PROBLEM TO SOLVE:
Each line with the word "committing" must appear in the answer, copied from the records.

SUPPLIED RECORDS:
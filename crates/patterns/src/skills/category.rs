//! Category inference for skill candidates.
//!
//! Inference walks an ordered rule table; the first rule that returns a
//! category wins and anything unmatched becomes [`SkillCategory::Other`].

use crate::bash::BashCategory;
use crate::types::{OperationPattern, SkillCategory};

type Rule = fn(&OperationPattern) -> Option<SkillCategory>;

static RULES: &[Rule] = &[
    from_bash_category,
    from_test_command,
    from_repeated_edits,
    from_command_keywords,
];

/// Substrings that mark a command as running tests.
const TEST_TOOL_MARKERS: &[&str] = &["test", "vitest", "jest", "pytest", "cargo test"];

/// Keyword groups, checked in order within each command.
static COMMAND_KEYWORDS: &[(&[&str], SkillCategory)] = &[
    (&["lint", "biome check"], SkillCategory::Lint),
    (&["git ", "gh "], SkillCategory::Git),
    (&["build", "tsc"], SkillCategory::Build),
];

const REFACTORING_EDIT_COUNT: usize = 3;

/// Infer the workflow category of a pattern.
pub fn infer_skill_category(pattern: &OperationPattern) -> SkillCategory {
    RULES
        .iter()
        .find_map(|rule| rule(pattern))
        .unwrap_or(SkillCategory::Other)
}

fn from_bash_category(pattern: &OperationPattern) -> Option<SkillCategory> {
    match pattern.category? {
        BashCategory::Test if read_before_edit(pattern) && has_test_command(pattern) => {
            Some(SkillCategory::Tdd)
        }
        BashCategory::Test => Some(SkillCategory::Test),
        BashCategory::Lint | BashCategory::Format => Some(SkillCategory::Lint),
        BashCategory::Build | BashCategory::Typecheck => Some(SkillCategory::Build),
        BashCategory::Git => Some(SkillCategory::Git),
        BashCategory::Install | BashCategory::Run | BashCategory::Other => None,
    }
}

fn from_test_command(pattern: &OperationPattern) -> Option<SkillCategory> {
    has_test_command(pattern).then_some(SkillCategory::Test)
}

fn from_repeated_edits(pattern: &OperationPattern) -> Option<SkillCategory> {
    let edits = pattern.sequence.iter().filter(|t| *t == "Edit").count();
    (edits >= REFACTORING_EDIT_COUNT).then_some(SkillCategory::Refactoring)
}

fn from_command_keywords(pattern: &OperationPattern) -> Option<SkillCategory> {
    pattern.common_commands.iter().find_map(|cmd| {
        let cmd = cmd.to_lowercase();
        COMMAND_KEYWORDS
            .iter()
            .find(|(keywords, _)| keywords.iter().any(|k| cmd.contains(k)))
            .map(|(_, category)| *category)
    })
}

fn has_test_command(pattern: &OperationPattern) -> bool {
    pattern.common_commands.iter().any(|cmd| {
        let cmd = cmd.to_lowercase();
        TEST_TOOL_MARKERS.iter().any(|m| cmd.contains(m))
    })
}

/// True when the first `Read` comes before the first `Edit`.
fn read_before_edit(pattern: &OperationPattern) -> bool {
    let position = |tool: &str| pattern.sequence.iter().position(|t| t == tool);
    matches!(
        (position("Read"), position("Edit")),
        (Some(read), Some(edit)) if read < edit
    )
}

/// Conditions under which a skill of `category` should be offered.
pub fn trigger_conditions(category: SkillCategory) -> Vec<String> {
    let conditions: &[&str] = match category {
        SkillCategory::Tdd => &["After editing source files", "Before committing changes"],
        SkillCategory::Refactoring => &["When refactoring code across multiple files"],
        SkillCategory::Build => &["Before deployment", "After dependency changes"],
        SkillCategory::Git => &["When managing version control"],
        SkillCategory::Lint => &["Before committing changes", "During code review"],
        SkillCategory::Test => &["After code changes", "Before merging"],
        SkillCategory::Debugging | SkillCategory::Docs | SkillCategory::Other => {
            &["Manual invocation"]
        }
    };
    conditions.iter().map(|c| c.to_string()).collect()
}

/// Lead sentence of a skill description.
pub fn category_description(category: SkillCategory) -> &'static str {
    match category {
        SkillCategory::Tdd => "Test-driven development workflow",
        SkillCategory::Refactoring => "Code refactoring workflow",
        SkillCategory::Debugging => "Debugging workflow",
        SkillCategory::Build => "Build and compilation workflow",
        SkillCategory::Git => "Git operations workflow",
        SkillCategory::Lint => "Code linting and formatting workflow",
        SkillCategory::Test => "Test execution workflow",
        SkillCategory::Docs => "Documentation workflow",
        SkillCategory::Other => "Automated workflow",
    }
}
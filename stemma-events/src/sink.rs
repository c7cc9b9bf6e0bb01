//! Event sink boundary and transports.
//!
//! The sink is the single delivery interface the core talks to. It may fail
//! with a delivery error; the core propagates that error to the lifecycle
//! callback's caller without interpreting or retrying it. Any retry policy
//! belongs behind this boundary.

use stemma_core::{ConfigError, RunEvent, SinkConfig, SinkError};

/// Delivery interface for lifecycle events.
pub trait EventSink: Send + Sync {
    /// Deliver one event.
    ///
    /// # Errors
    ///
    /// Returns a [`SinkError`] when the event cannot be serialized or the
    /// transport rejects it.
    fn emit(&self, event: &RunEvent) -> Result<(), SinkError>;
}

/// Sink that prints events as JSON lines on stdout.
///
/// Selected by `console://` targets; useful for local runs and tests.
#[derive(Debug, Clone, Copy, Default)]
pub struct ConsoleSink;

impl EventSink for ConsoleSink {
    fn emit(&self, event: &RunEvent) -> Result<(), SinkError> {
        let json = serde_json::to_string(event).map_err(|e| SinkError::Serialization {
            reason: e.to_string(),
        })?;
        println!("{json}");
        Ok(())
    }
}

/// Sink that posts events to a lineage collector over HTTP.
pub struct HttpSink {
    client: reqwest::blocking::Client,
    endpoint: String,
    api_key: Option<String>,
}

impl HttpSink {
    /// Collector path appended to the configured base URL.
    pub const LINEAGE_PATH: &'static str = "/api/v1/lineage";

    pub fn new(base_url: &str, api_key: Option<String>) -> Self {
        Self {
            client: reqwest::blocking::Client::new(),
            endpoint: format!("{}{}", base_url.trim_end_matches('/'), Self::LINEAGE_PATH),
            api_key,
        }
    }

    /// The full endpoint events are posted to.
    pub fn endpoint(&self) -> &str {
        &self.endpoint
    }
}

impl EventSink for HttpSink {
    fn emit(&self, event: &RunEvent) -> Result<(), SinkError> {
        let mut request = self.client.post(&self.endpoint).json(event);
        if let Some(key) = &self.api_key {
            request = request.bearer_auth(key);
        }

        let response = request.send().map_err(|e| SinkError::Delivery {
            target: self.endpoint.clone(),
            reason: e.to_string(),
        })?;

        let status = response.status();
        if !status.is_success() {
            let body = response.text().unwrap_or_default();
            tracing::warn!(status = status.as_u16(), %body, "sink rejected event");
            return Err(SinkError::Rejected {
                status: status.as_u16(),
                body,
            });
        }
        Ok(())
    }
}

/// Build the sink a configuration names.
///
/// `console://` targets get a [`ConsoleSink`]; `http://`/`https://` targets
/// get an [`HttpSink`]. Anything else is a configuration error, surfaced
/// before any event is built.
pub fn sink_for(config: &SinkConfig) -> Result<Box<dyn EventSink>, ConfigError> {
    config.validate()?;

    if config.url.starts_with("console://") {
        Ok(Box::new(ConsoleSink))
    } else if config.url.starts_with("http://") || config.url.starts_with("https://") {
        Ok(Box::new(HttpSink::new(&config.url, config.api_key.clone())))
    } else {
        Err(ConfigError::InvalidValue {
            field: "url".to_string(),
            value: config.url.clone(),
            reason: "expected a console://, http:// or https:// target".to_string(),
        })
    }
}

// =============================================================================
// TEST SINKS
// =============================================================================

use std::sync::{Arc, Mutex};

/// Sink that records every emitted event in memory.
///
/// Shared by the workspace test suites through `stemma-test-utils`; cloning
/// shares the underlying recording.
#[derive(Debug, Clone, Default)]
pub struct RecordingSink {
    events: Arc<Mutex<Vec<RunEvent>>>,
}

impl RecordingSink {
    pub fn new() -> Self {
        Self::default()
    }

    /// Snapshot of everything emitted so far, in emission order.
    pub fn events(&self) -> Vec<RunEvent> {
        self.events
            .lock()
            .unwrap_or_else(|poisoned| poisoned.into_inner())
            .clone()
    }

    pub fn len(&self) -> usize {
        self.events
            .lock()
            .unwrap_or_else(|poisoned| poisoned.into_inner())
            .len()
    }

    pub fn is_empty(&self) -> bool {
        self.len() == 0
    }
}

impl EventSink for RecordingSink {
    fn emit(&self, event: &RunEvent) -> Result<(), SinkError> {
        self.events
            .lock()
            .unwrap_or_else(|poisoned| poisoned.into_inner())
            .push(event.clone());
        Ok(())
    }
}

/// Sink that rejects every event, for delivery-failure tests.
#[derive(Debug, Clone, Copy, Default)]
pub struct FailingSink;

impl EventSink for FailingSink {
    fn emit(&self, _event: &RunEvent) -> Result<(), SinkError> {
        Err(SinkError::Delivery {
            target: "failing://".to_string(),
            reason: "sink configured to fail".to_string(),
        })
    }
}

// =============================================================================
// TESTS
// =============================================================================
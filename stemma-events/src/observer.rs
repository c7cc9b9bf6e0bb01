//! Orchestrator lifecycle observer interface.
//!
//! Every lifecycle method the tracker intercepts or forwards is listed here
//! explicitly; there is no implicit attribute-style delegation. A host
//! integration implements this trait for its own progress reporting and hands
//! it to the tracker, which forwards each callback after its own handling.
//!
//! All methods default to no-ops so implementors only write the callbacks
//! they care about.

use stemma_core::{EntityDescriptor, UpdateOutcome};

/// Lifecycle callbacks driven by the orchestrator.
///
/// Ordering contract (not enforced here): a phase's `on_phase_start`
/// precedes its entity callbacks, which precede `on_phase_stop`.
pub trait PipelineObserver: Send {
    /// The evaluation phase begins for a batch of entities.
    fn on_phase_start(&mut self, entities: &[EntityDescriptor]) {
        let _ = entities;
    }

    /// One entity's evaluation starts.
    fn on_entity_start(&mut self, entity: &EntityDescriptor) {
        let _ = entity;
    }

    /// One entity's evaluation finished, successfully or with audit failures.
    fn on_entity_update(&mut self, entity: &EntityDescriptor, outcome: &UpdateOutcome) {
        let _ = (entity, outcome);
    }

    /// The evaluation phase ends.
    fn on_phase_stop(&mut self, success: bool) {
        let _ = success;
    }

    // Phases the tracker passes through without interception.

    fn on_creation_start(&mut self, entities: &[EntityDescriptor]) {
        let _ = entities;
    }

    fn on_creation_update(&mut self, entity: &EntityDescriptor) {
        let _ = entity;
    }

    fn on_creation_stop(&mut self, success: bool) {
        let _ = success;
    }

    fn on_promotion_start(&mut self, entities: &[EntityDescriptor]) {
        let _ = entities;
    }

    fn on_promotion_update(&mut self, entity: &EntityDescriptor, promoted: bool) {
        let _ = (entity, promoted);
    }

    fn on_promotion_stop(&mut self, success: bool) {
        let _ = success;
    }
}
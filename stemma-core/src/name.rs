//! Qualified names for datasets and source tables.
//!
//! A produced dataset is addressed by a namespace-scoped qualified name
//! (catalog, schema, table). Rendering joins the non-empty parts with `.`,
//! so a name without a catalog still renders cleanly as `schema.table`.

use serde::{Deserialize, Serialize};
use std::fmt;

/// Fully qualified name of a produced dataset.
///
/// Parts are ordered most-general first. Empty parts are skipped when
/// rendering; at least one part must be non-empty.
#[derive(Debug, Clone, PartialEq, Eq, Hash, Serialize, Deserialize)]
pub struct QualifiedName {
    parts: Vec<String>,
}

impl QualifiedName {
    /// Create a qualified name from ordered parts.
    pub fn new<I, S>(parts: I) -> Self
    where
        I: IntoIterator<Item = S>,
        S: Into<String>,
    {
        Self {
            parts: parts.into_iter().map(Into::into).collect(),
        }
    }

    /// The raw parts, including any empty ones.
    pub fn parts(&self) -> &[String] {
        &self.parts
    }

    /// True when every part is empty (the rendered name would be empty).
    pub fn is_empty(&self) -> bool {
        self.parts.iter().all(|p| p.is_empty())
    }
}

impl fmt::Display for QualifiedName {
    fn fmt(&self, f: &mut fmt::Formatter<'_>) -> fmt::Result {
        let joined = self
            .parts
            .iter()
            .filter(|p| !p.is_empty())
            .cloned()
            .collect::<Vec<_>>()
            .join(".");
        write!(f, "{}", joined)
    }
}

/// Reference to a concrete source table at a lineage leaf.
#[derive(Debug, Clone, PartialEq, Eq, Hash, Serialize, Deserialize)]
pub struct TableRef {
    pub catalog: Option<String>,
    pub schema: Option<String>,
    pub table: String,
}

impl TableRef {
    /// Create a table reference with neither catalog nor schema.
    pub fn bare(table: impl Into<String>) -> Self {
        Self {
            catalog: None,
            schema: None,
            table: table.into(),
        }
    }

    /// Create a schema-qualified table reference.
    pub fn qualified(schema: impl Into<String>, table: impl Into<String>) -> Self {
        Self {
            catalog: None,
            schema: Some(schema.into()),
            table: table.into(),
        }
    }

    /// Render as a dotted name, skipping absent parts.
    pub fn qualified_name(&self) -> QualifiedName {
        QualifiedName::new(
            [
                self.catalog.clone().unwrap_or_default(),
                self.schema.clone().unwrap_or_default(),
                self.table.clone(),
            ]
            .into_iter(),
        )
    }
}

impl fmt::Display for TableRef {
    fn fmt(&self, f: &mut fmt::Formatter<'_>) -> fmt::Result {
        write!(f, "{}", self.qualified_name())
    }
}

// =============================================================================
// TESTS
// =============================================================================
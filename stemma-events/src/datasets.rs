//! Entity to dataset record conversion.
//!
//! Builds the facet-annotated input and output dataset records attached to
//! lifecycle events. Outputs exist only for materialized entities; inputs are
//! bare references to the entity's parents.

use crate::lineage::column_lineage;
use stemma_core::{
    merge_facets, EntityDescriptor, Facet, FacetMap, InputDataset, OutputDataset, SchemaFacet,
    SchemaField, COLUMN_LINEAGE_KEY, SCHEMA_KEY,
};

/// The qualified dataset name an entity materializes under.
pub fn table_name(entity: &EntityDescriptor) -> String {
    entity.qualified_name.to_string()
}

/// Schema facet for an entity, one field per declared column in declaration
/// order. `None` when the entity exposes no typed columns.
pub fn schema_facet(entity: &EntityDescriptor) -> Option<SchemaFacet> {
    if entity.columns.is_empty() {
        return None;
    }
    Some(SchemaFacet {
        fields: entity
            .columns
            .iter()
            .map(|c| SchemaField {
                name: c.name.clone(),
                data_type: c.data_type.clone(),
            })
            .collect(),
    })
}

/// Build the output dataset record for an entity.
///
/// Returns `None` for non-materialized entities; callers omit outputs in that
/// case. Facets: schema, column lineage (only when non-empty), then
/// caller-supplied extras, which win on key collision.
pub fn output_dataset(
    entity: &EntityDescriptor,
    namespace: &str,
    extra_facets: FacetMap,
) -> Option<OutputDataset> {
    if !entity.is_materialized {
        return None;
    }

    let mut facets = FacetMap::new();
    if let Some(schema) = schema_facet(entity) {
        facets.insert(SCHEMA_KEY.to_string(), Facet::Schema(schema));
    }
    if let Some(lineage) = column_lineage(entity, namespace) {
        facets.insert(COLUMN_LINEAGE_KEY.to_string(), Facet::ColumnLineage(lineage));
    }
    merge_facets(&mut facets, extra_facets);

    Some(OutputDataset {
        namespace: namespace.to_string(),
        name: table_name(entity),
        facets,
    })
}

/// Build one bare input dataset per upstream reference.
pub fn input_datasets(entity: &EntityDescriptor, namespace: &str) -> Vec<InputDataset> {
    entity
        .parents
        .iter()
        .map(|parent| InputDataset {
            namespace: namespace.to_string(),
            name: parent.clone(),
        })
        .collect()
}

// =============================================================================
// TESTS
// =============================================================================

RESPONSE AREA:
        SkillCategory::Tdd => &["After editing source files", "Before committing changes"],
        SkillCategory::Lint => &["Before committing changes", "During code review"],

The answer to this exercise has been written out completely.